PROBLEM DESCRIPTION
Output all of the data below exactly as given.

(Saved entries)

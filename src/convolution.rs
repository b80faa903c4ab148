// convolution.rs — Separable Gaussian blur on interleaved 8-bit images.
//
// CPU reference for the GPU Gaussian filter in gpu/gaussian.rs. The GPU
// runs the blur as four dependent dispatches and this module mirrors them
// one-to-one so each stage can be compared:
//
//   convolve_rows()  horizontal 1D pass      → blur_pass
//   transpose()      (x, y) → (y, x)          → transpose_image
//   convolve_rows()  horizontal pass again    → blur_pass (on transposed)
//   transpose()      back to original layout  → transpose_image
//
// Running the same horizontal pass twice with transposes in between gives
// the vertical pass without a second kernel, and keeps every memory read
// of the blur along a contiguous row.
//
// BORDER HANDLING: clamp (replicate edge pixels).
//
// ROUNDING: each pass accumulates in f32 and writes u8, rounding to nearest
// with ties to even and saturating to [0, 255]. WGSL `round()` has the same
// tie rule, so CPU and GPU agree except where f32 evaluation order moves a
// sum across a .5 boundary (at most ±1).

use crate::image::Image;

/// Standard deviation used for a blur radius: `max(1, radius / 2)`.
pub fn gaussian_sigma(radius: u32) -> f32 {
    (radius as f32 / 2.0).max(1.0)
}

/// Generate a 1D Gaussian kernel with the given half-size and sigma.
///
/// Returns a kernel of length `2 * half_size + 1`, normalized so the
/// coefficients sum to 1.0.
///
/// # Examples
/// ```
/// let k = gpufx::convolution::gaussian_kernel_1d(2, 1.0);
/// assert_eq!(k.len(), 5);
/// assert!((k.iter().sum::<f32>() - 1.0).abs() < 1e-6);
/// ```
pub fn gaussian_kernel_1d(half_size: usize, sigma: f32) -> Vec<f32> {
    assert!(sigma > 0.0, "sigma must be positive");
    let len = 2 * half_size + 1;
    let two_sigma_sq = 2.0 * sigma * sigma;

    let mut kernel: Vec<f32> = (0..len)
        .map(|i| {
            let x = i as f32 - half_size as f32;
            (-x * x / two_sigma_sq).exp()
        })
        .collect();

    let sum: f32 = kernel.iter().sum();
    for v in &mut kernel {
        *v /= sum;
    }
    kernel
}

/// The blur kernel for a filter radius: length `2r + 1`, sigma from
/// [`gaussian_sigma`].
pub fn gaussian_kernel(radius: u32) -> Vec<f32> {
    gaussian_kernel_1d(radius as usize, gaussian_sigma(radius))
}

/// Round to nearest (ties to even) and saturate to the u8 range.
#[inline]
pub fn round_saturate(v: f32) -> u8 {
    v.round_ties_even().clamp(0.0, 255.0) as u8
}

/// Convolve each row of `src` with a centred 1D kernel, every channel
/// independently.
///
/// # Panics
/// Panics if the kernel is empty or has even length.
pub fn convolve_rows(src: &Image, kernel: &[f32]) -> Image {
    assert!(!kernel.is_empty(), "kernel must not be empty");
    assert!(kernel.len() % 2 == 1, "kernel length must be odd (got {})", kernel.len());

    let (w, h, ch) = (src.width(), src.height(), src.channels());
    let half = (kernel.len() / 2) as i64;
    let mut dst = Image::new(w, h, ch);

    for y in 0..h {
        for x in 0..w {
            for c in 0..ch {
                let mut acc = 0.0f32;
                for (ki, &kv) in kernel.iter().enumerate() {
                    let sx = x as i64 + ki as i64 - half;
                    acc += src.get_clamped(sx, y as i64, c) as f32 * kv;
                }
                dst.set(x, y, c, round_saturate(acc));
            }
        }
    }
    dst
}

/// Swap rows and columns: pixel `(x, y)` of `src` becomes `(y, x)`.
pub fn transpose(src: &Image) -> Image {
    let (w, h, ch) = (src.width(), src.height(), src.channels());
    let mut dst = Image::new(h, w, ch);
    for y in 0..h {
        for x in 0..w {
            for c in 0..ch {
                dst.set(y, x, c, src.get(x, y, c));
            }
        }
    }
    dst
}

/// Full separable Gaussian blur: rows, transpose, rows, transpose back.
///
/// Radius 0 returns an unchanged copy.
pub fn gaussian_blur(src: &Image, radius: u32) -> Image {
    if radius == 0 {
        return src.clone();
    }
    let kernel = gaussian_kernel(radius);
    let horizontal = convolve_rows(src, &kernel);
    let transposed = transpose(&horizontal);
    let vertical = convolve_rows(&transposed, &kernel);
    transpose(&vertical)
}
//! # memframe - Frame Handoff Through Foreign Process Memory
//!
//! memframe moves image frames from a producer process into a fixed-size
//! region that lives inside a second, unrelated process. No socket, pipe or
//! shared-memory object connects the two: the producer finds the region by
//! scanning the target's memory for two magic markers, then writes frames
//! directly into it. A single ownership byte inside the region decides
//! which side may touch the payload.
//!
//! ## Architecture
//!
//! ```text
//! ┌──────────────────────────┐              ┌──────────────────────────┐
//! │     producer process     │              │     consumer process     │
//! │                          │   scan/read  │                          │
//! │  discovery ──────────────┼─────────────▶│  SharedRegion            │
//! │  Producer<RemoteRegion>  │    write     │  [magic|own|rsv|pixels|  │
//! │  ProducerLoop ───────────┼─────────────▶│   magic]                 │
//! │                          │              │  Consumer<SharedRegion>  │
//! │                          │              │  PollLoop ──▶ FrameSink  │
//! └──────────────────────────┘              └──────────────────────────┘
//! ```
//!
//! ## Modules
//!
//! - [`region_layout`]: offsets, sizes and marker encoding
//! - [`ownership`]: the two-state handshake byte
//! - [`memory`]: regions allocated in our own address space
//! - [`remote`]: foreign memory capability, range maps, remote regions
//! - [`discovery`]: locating a region by its markers
//! - [`protocol`]: producer and consumer halves of the handoff
//! - [`poll_loop`]: tick-driven loops around both halves

// Core modules
pub mod error;
pub mod ownership;
pub mod region_layout;

// Regions and memory access
pub mod memory;
pub mod remote;
pub mod discovery;

// Handoff and scheduling
pub mod protocol;
pub mod poll_loop;

// Main API re-exports
pub use error::{MemFrameError, Result};
pub use ownership::Ownership;
pub use region_layout::RegionLayout;
pub use memory::{BackingType, RegionConfig, SharedRegion};
pub use remote::{MemoryImage, MemoryRange, ProcessMemory, RemoteHandle, RemoteRegion};
#[cfg(target_os = "linux")]
pub use remote::{AccessMethod, ProcMemory};
pub use discovery::{discover, narrow, revalidate, scan, ScanOptions, ScanReport};
pub use protocol::{
    Consumer, ConsumerStats, Frame, ProduceOutcome, Producer, ProducerStats, RegionAccess,
};
pub use poll_loop::{
    FrameSink, FrameSource, LoopSummary, PollConfig, PollLoop, ProducerLoop, ProducerSummary,
    StopHandle, TestPattern,
};

// Version information
pub const VERSION: &str = env!("CARGO_PKG_VERSION");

ANSWER FOR THE TASK
filename src/convolution.rs
repository b80faa903c4ab148
// convolution.rs — Separable Gaussian blur on interleaved 8-bit images.
//
// CPU reference for the GPU Gaussian filter in gpu/gaussian.rs. The GPU
// runs the blur as four dependent dispatches and this module mirrors them
// one-to-one so each stage can be compared:
//
//   convolve_rows()  horizontal 1D pass      → blur_pass
//   transpose()      (x, y) → (y, x)          → transpose_image
//   convolve_rows()  horizontal pass again    → blur_pass (on transposed)
//   transpose()      back to original layout  → transpose_image
//
// Running the same horizontal pass twice with transposes in between gives
// the vertical pass without a second kernel, and keeps every memory read
// of the blur along a contiguous row.
//
// BORDER HANDLING: clamp (replicate edge pixels).
//
// ROUNDING: each pass accumulates in f32 and writes u8, rounding to nearest
// with ties to even and saturating to [0, 255]. WGSL `round()` has the same
// tie rule, so CPU and GPU agree except where f32 evaluation order moves a
// sum across a .5 boundary (at most ±1).

use crate::image::Image;

/// Standard deviation used for a blur radius: `max(1, radius / 2)`.
pub fn gaussian_sigma(radius: u32) -> f32 {
    (radius as f32 / 2.0).max(1.0)
}

/// Generate a 1D Gaussian kernel with the given half-size and sigma.
///
/// Returns a kernel of length `2 * half_size + 1`, normalized so the
/// coefficients sum to 1.0.
///
/// # Examples
/// ```
/// let k = gpufx::convolution::gaussian_kernel_1d(2, 1.0);
/// assert_eq!(k.len(), 5);
/// assert!((k.iter().sum::<f32>() - 1.0).abs() < 1e-6);
/// ```
pub fn gaussian_kernel_1d(half_size: usize, sigma: f32) -> Vec<f32> {
    assert!(sigma > 0.0, "sigma must be positive");
    let len = 2 * half_size + 1;
    let two_sigma_sq = 2.0 * sigma * sigma;

    let mut kernel: Vec<f32> = (0..len)
        .map(|i| {
            let x = i as f32 - half_size as f32;
            (-x * x / two_sigma_sq).exp()
        })
        .collect();

    let sum: f32 = kernel.iter().sum();
    for v in &mut kernel {
        *v /= sum;
    }
    kernel
}

/// The blur kernel for a filter radius: length `2r + 1`, sigma from
/// [`gaussian_sigma`].
pub fn gaussian_kernel(radius: u32) -> Vec<f32> {
    gaussian_kernel_1d(radius as usize, gaussian_sigma(radius))
}

/// Round to nearest (ties to even) and saturate to the u8 range.
#[inline]
pub fn round_saturate(v: f32) -> u8 {
    v.round_ties_even().clamp(0.0, 255.0) as u8
}

/// Convolve each row of `src` with a centred 1D kernel, every channel
/// independently.
///
/// # Panics
/// Panics if the kernel is empty or has even length.
pub fn convolve_rows(src: &Image, kernel: &[f32]) -> Image {
    assert!(!kernel.is_empty(), "kernel must not be empty");
    assert!(kernel.len() % 2 == 1, "kernel length must be odd (got {})", kernel.len());

    let (w, h, ch) = (src.width(), src.height(), src.channels());
    let half = (kernel.len() / 2) as i64;
    let mut dst = Image::new(w, h, ch);

    for y in 0..h {
        for x in 0..w {
            for c in 0..ch {
                let mut acc = 0.0f32;
                for (ki, &kv) in kernel.iter().enumerate() {
                    let sx = x as i64 + ki as i64 - half;
                    acc += src.get_clamped(sx, y as i64, c) as f32 * kv;
                }
                dst.set(x, y, c, round_saturate(acc));
            }
        }
    }
    dst
}

/// Swap rows and columns: pixel `(x, y)` of `src` becomes `(y, x)`.
pub fn transpose(src: &Image) -> Image {
    let (w, h, ch) = (src.width(), src.height(), src.channels());
    let mut dst = Image::new(h, w, ch);
    for y in 0..h {
        for x in 0..w {
            for c in 0..ch {
                dst.set(y, x, c, src.get(x, y, c));
            }
        }
    }
    dst
}

/// Full separable Gaussian blur: rows, transpose, rows, transpose back.
///
/// Radius 0 returns an unchanged copy.
pub fn gaussian_blur(src: &Image, radius: u32) -> Image {
    if radius == 0 {
        return src.clone();
    }
    let kernel = gaussian_kernel(radius);
    let horizontal = convolve_rows(src, &kernel);
    let transposed = transpose(&horizontal);
    let vertical = convolve_rows(&transposed, &kernel);
    transpose(&vertical)
}
//! # memframe - Frame Handoff Through Foreign Process Memory
//!
//! memframe moves image frames from a producer process into a fixed-size
//! region that lives inside a second, unrelated process. No socket, pipe or
//! shared-memory object connects the two: the producer finds the region by
//! scanning the target's memory for two magic markers, then writes frames
//! directly into it. A single ownership byte inside the region decides
//! which side may touch the payload.
//!
//! ## Architecture
//!
//! ```text
//! ┌──────────────────────────┐              ┌──────────────────────────┐
//! │     producer process     │              │     consumer process     │
//! │                          │   scan/read  │                          │
//! │  discovery ──────────────┼─────────────▶│  SharedRegion            │
//! │  Producer<RemoteRegion>  │    write     │  [magic|own|rsv|pixels|  │
//! │  ProducerLoop ───────────┼─────────────▶│   magic]                 │
//! │                          │              │  Consumer<SharedRegion>  │
//! │                          │              │  PollLoop ──▶ FrameSink  │
//! └──────────────────────────┘              └──────────────────────────┘
//! ```
//!
//! ## Modules
//!
//! - [`region_layout`]: offsets, sizes and marker encoding
//! - [`ownership`]: the two-state handshake byte
//! - [`memory`]: regions allocated in our own address space
//! - [`remote`]: foreign memory capability, range maps, remote regions
//! - [`discovery`]: locating a region by its markers
//! - [`protocol`]: producer and consumer halves of the handoff
//! - [`poll_loop`]: tick-driven loops around both halves

// Core modules
pub mod error;
pub mod ownership;
pub mod region_layout;

// Regions and memory access
pub mod memory;
pub mod remote;
pub mod discovery;

// Handoff and scheduling
pub mod protocol;
pub mod poll_loop;

// Main API re-exports
pub use error::{MemFrameError, Result};
pub use ownership::Ownership;
pub use region_layout::RegionLayout;
pub use memory::{BackingType, RegionConfig, SharedRegion};
pub use remote::{MemoryImage, MemoryRange, ProcessMemory, RemoteHandle, RemoteRegion};
#[cfg(target_os = "linux")]
pub use remote::{AccessMethod, ProcMemory};
pub use discovery::{discover, narrow, revalidate, scan, ScanOptions, ScanReport};
pub use protocol::{
    Consumer, ConsumerStats, Frame, ProduceOutcome, Producer, ProducerStats, RegionAccess,
};
pub use poll_loop::{
    FrameSink, FrameSource, LoopSummary, PollConfig, PollLoop, ProducerLoop, ProducerSummary,
    StopHandle, TestPattern,
};

// Version information
pub const VERSION: &str = env!("CARGO_PKG_VERSION");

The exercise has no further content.